- **TASK REQUIREMENTS**: Copy each line of the data below in which the word "CellValue" can be found.

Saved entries
--------------------------------------------------

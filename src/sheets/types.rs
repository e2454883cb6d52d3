use serde::{Deserialize, Serialize};

use crate::store::CellValue;

/// Body of `values.get` / `values.append` / `values.update` calls.
#[derive(Debug, Clone, Default, Serialize, Deserialize)]
pub struct ValueRange {
    /// Absent entirely when the requested range is empty.
    #[serde(default)]
    pub values: Vec<Vec<CellValue>>,
}

/// Spreadsheet metadata, requested with `fields=sheets.properties`.
#[derive(Debug, Deserialize)]
pub struct SpreadsheetMeta {
    #[serde(default)]
    pub sheets: Vec<Sheet>,
}

#[derive(Debug, Deserialize)]
pub struct Sheet {
    pub properties: SheetProperties,
}

#[derive(Debug, Deserialize)]
#[serde(rename_all = "camelCase")]
pub struct SheetProperties {
    pub sheet_id: i64,
    pub title: String,
}

/// `spreadsheets.batchUpdate` request envelope. Only the deleteDimension
/// request type is used here (structural row removal).
#[derive(Debug, Serialize)]
pub struct BatchUpdateBody {
    pub requests: Vec<BatchRequest>,
}

#[derive(Debug, Serialize)]
#[serde(rename_all = "camelCase")]
pub struct BatchRequest {
    pub delete_dimension: DeleteDimension,
}

#[derive(Debug, Serialize)]
pub struct DeleteDimension {
    pub range: DimensionRange,
}

#[derive(Debug, Serialize)]
#[serde(rename_all = "camelCase")]
pub struct DimensionRange {
    pub sheet_id: i64,
    pub dimension: &'static str,
    /// 0-based, inclusive.
    pub start_index: u32,
    /// 0-based, exclusive.
    pub end_index: u32,
}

--------------------------------------------------

- **TASK SOLUTION**:
use crate::store::CellValue;
    pub values: Vec<Vec<CellValue>>,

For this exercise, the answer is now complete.